[Start of section]

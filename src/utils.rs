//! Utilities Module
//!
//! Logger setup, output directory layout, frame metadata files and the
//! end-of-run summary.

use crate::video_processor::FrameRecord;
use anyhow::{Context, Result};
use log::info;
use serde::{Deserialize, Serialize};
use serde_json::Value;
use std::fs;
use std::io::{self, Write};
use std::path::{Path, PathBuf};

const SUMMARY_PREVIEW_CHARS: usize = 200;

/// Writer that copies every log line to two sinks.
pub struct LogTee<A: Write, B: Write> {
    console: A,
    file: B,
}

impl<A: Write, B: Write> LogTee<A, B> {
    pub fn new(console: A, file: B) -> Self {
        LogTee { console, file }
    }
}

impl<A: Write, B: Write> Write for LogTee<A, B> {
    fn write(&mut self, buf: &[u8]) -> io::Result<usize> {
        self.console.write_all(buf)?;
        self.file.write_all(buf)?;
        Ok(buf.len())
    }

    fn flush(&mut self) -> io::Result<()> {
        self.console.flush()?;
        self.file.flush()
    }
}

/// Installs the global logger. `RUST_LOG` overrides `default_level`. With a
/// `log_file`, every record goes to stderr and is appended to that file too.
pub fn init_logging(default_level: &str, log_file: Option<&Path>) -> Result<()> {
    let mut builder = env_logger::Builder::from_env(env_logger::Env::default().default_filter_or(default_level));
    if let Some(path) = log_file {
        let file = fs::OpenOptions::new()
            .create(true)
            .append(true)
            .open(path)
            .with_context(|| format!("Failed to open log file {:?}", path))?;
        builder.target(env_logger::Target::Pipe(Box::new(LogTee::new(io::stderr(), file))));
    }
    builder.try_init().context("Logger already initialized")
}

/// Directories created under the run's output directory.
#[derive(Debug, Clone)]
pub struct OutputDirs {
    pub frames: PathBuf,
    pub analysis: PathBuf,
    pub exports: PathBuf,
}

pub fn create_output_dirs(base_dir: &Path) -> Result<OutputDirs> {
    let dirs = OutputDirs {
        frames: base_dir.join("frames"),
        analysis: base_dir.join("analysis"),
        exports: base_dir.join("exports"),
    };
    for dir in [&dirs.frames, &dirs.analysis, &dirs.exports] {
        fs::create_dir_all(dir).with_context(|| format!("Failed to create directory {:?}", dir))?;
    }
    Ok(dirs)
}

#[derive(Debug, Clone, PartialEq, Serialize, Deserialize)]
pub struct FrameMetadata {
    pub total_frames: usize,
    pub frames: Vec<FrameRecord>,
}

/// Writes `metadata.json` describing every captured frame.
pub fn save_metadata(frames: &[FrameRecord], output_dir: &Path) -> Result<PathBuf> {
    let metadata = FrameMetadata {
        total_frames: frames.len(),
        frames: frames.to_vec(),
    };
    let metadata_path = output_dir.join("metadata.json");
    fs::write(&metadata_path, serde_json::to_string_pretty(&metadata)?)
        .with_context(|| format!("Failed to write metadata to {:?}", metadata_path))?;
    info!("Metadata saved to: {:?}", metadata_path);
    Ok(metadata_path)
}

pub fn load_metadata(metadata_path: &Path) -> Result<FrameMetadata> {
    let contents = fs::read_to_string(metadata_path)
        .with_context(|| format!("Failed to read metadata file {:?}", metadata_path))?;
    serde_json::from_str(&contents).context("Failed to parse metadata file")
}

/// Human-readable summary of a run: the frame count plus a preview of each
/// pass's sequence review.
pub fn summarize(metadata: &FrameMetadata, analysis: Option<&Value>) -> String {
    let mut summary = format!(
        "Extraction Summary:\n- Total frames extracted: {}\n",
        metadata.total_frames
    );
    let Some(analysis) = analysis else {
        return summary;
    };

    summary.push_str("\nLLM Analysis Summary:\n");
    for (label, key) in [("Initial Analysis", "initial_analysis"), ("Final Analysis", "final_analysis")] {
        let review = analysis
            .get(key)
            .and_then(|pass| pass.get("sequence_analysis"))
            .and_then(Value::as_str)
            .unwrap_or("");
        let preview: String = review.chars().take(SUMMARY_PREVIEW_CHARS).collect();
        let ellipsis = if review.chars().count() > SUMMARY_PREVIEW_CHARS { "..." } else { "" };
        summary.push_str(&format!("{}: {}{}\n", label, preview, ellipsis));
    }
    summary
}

[End of section]

**Action item**
Reproduce all of the material above without alteration.

**Result of this exercise**
filename src/utils.rs
//! Utilities Module
//!
//! Logger setup, output directory layout, frame metadata files and the
//! end-of-run summary.

use crate::video_processor::FrameRecord;
use anyhow::{Context, Result};
use log::info;
use serde::{Deserialize, Serialize};
use serde_json::Value;
use std::fs;
use std::io::{self, Write};
use std::path::{Path, PathBuf};

const SUMMARY_PREVIEW_CHARS: usize = 200;

/// Writer that copies every log line to two sinks.
pub struct LogTee<A: Write, B: Write> {
    console: A,
    file: B,
}

impl<A: Write, B: Write> LogTee<A, B> {
    pub fn new(console: A, file: B) -> Self {
        LogTee { console, file }
    }
}

impl<A: Write, B: Write> Write for LogTee<A, B> {
    fn write(&mut self, buf: &[u8]) -> io::Result<usize> {
        self.console.write_all(buf)?;
        self.file.write_all(buf)?;
        Ok(buf.len())
    }

    fn flush(&mut self) -> io::Result<()> {
        self.console.flush()?;
        self.file.flush()
    }
}

/// Installs the global logger. `RUST_LOG` overrides `default_level`. With a
/// `log_file`, every record goes to stderr and is appended to that file too.
pub fn init_logging(default_level: &str, log_file: Option<&Path>) -> Result<()> {
    let mut builder = env_logger::Builder::from_env(env_logger::Env::default().default_filter_or(default_level));
    if let Some(path) = log_file {
        let file = fs::OpenOptions::new()
            .create(true)
            .append(true)
            .open(path)
            .with_context(|| format!("Failed to open log file {:?}", path))?;
        builder.target(env_logger::Target::Pipe(Box::new(LogTee::new(io::stderr(), file))));
    }
    builder.try_init().context("Logger already initialized")
}

/// Directories created under the run's output directory.
#[derive(Debug, Clone)]
pub struct OutputDirs {
    pub frames: PathBuf,
    pub analysis: PathBuf,
    pub exports: PathBuf,
}

pub fn create_output_dirs(base_dir: &Path) -> Result<OutputDirs> {
    let dirs = OutputDirs {
        frames: base_dir.join("frames"),
        analysis: base_dir.join("analysis"),
        exports: base_dir.join("exports"),
    };
    for dir in [&dirs.frames, &dirs.analysis, &dirs.exports] {
        fs::create_dir_all(dir).with_context(|| format!("Failed to create directory {:?}", dir))?;
    }
    Ok(dirs)
}

#[derive(Debug, Clone, PartialEq, Serialize, Deserialize)]
pub struct FrameMetadata {
    pub total_frames: usize,
    pub frames: Vec<FrameRecord>,
}

/// Writes `metadata.json` describing every captured frame.
pub fn save_metadata(frames: &[FrameRecord], output_dir: &Path) -> Result<PathBuf> {
    let metadata = FrameMetadata {
        total_frames: frames.len(),
        frames: frames.to_vec(),
    };
    let metadata_path = output_dir.join("metadata.json");
    fs::write(&metadata_path, serde_json::to_string_pretty(&metadata)?)
        .with_context(|| format!("Failed to write metadata to {:?}", metadata_path))?;
    info!("Metadata saved to: {:?}", metadata_path);
    Ok(metadata_path)
}

pub fn load_metadata(metadata_path: &Path) -> Result<FrameMetadata> {
    let contents = fs::read_to_string(metadata_path)
        .with_context(|| format!("Failed to read metadata file {:?}", metadata_path))?;
    serde_json::from_str(&contents).context("Failed to parse metadata file")
}

/// Human-readable summary of a run: the frame count plus a preview of each
/// pass's sequence review.
pub fn summarize(metadata: &FrameMetadata, analysis: Option<&Value>) -> String {
    let mut summary = format!(
        "Extraction Summary:\n- Total frames extracted: {}\n",
        metadata.total_frames
    );
    let Some(analysis) = analysis else {
        return summary;
    };

    summary.push_str("\nLLM Analysis Summary:\n");
    for (label, key) in [("Initial Analysis", "initial_analysis"), ("Final Analysis", "final_analysis")] {
        let review = analysis
            .get(key)
            .and_then(|pass| pass.get("sequence_analysis"))
            .and_then(Value::as_str)
            .unwrap_or("");
        let preview: String = review.chars().take(SUMMARY_PREVIEW_CHARS).collect();
        let ellipsis = if review.chars().count() > SUMMARY_PREVIEW_CHARS { "..." } else { "" };
        summary.push_str(&format!("{}: {}{}\n", label, preview, ellipsis));
    }
    summary
}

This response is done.